■ **Data extracts**:
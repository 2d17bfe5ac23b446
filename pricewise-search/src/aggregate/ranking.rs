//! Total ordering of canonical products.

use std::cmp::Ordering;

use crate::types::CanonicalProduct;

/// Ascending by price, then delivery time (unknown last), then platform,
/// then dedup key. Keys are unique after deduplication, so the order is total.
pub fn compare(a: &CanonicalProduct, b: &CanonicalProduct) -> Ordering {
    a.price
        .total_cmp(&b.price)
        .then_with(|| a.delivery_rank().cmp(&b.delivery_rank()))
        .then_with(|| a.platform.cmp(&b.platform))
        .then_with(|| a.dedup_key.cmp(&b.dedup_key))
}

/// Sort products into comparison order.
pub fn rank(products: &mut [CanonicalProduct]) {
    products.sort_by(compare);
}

■ **Problem description**:
What you return must be the line that contains "filename pricewise-search/src/aggregate/ranking.rs" followed by every remaining line of the material, all exactly as written and nothing more.

■ **Task answer**:
filename pricewise-search/src/aggregate/ranking.rs
//! Total ordering of canonical products.

use std::cmp::Ordering;

use crate::types::CanonicalProduct;

/// Ascending by price, then delivery time (unknown last), then platform,
/// then dedup key. Keys are unique after deduplication, so the order is total.
pub fn compare(a: &CanonicalProduct, b: &CanonicalProduct) -> Ordering {
    a.price
        .total_cmp(&b.price)
        .then_with(|| a.delivery_rank().cmp(&b.delivery_rank()))
        .then_with(|| a.platform.cmp(&b.platform))
        .then_with(|| a.dedup_key.cmp(&b.dedup_key))
}

/// Sort products into comparison order.
pub fn rank(products: &mut [CanonicalProduct]) {
    products.sort_by(compare);
}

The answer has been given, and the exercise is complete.